- Problem to work on:
Lines from the first one down to the one containing "pub struct ArrayOptions" in the data below are the only ones needed; please return them exactly, both ends included.

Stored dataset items
━━━━━━━━━━━━━━━━━━━━━━━━━━━━━━

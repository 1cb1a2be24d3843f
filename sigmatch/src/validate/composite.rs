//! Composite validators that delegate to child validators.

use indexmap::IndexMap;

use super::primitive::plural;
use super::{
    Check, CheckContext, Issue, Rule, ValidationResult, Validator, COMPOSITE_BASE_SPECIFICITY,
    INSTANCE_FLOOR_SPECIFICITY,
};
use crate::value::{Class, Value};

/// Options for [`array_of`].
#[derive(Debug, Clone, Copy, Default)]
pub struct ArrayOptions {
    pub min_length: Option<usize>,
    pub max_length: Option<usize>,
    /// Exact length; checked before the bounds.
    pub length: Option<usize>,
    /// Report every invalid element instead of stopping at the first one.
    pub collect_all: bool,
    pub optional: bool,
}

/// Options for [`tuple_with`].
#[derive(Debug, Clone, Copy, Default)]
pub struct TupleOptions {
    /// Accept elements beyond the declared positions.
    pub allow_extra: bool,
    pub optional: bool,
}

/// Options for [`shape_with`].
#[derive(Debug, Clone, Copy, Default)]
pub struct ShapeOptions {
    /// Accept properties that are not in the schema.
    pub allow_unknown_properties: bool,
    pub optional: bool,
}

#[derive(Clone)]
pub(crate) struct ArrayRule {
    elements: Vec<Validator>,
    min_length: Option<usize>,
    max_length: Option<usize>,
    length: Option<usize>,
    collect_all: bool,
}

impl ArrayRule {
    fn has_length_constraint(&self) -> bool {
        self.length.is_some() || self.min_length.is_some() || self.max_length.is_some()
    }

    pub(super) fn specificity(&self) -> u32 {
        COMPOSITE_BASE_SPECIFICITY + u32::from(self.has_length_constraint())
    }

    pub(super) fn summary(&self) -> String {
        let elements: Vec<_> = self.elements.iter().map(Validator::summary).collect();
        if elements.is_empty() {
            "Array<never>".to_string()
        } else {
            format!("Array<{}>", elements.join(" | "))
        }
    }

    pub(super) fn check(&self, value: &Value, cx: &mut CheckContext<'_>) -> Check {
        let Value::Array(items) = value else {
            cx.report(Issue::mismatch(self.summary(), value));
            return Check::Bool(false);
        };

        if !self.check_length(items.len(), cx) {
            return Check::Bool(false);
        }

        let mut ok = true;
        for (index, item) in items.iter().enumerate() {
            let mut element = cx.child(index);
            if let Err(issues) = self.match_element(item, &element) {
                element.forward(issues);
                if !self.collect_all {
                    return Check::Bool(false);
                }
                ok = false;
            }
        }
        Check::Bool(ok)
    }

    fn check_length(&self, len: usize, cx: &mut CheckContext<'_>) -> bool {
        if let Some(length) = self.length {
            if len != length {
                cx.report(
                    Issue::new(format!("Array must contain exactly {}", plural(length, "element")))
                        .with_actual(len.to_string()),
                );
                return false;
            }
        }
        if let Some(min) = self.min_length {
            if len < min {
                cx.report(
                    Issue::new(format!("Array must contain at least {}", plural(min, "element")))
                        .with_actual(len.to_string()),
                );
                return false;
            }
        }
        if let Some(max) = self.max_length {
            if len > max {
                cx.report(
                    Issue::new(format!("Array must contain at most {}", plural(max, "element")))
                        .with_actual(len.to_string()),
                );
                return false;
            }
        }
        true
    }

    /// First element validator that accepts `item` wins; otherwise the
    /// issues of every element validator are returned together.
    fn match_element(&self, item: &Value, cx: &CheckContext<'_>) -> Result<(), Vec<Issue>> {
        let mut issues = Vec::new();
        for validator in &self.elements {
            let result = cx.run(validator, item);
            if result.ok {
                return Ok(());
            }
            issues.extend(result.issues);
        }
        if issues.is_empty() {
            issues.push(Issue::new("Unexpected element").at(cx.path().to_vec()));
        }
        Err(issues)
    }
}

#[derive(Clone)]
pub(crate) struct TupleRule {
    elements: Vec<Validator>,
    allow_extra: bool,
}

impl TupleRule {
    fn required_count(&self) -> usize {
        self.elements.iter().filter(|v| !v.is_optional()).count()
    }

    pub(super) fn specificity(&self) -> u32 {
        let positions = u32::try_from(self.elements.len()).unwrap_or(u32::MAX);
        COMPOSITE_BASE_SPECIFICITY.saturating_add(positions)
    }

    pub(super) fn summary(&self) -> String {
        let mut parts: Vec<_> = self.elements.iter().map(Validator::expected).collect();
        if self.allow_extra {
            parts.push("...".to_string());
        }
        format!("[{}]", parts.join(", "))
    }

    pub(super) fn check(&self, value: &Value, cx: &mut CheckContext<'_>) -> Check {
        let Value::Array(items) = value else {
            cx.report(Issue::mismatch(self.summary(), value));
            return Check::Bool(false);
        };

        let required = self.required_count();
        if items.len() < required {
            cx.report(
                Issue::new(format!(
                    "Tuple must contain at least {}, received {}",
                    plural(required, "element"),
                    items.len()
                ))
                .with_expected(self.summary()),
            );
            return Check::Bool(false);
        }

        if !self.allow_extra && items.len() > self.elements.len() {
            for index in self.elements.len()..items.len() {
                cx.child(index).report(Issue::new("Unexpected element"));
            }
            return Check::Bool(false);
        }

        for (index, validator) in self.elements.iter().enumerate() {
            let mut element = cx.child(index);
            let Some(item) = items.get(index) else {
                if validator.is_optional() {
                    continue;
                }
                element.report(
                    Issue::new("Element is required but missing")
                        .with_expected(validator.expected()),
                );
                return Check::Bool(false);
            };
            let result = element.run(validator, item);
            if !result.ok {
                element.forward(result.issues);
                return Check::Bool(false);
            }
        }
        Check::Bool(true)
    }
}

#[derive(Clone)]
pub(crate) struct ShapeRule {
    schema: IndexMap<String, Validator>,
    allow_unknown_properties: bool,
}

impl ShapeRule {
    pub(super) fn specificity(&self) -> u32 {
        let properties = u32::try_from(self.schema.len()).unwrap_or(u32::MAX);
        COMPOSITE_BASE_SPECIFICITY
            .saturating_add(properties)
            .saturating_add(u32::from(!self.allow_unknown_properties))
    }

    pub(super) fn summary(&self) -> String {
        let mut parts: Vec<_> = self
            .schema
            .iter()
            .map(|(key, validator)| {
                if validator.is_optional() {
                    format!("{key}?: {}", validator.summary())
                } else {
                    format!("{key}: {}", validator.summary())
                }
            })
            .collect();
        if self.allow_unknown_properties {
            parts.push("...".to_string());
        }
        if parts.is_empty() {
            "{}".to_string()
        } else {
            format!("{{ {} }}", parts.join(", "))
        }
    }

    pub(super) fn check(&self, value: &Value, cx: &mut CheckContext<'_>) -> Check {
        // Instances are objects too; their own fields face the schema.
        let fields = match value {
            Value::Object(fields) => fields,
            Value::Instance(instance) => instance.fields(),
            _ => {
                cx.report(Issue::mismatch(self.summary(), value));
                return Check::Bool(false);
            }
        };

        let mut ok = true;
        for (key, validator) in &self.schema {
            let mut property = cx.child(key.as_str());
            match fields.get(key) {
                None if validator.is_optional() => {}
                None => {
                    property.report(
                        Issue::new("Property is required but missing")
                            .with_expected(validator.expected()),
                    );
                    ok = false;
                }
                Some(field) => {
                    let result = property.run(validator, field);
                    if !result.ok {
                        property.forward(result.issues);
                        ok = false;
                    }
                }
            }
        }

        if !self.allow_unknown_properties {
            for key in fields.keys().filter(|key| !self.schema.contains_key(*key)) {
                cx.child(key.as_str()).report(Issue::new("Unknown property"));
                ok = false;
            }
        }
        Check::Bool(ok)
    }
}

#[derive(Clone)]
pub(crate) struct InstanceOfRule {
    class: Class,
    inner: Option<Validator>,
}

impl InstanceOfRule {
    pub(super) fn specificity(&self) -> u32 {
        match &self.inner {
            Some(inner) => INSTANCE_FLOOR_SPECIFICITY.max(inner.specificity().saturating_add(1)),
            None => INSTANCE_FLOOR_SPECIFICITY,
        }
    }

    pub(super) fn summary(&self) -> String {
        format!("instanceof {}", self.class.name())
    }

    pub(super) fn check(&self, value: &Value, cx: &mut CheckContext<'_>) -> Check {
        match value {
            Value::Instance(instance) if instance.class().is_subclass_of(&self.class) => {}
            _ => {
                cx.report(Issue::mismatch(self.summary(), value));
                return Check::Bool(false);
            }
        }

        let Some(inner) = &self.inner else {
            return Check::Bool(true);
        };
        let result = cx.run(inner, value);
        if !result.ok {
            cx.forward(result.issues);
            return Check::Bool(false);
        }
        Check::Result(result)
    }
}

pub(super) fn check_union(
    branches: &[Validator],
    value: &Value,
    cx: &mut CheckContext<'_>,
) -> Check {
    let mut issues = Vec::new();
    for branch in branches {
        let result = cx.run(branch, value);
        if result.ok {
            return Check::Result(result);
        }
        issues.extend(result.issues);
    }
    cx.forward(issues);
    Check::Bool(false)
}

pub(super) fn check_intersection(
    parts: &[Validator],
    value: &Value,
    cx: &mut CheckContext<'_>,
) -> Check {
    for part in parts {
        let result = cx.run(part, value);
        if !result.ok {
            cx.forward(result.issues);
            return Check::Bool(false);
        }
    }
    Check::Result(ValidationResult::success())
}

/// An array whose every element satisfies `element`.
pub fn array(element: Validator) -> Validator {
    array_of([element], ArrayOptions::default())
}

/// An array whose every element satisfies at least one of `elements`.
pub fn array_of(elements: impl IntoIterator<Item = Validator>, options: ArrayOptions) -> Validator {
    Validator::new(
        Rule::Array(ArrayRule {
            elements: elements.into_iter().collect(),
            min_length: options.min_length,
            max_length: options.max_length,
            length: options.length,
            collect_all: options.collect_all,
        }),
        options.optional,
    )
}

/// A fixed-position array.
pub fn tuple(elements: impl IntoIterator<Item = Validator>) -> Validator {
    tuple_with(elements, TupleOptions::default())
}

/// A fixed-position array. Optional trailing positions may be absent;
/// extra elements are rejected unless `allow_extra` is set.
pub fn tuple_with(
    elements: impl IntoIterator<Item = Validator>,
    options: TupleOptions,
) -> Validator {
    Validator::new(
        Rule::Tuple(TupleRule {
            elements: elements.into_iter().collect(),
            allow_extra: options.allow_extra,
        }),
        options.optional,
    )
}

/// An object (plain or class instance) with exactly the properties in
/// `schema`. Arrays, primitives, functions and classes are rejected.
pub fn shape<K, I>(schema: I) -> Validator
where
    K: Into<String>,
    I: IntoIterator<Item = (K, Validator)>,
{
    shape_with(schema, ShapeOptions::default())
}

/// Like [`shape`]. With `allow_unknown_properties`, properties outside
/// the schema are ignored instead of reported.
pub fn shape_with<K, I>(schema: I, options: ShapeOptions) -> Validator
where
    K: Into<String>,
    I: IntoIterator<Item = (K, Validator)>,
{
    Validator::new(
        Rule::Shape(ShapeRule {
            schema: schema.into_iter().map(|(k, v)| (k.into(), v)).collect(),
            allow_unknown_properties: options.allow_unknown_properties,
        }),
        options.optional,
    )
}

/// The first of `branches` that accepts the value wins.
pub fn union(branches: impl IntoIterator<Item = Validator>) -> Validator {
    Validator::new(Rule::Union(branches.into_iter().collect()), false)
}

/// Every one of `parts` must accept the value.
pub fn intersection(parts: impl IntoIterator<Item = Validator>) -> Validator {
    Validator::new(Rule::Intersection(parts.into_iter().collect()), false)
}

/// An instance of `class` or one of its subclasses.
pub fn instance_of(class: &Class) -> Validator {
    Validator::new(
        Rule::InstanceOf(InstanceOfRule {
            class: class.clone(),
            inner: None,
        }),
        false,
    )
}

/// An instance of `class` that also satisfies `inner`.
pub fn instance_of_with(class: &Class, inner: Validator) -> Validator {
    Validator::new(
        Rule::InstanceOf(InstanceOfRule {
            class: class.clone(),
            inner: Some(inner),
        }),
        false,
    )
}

━━━━━━━━━━━━━━━━━━━━━━━━━━━━━━

- Your response:
repository 1cb1a2be24d3843f
filename sigmatch/src/validate/composite.rs
//! Composite validators that delegate to child validators.

use indexmap::IndexMap;

use super::primitive::plural;
use super::{
    Check, CheckContext, Issue, Rule, ValidationResult, Validator, COMPOSITE_BASE_SPECIFICITY,
    INSTANCE_FLOOR_SPECIFICITY,
};
use crate::value::{Class, Value};

/// Options for [`array_of`].
#[derive(Debug, Clone, Copy, Default)]
pub struct ArrayOptions {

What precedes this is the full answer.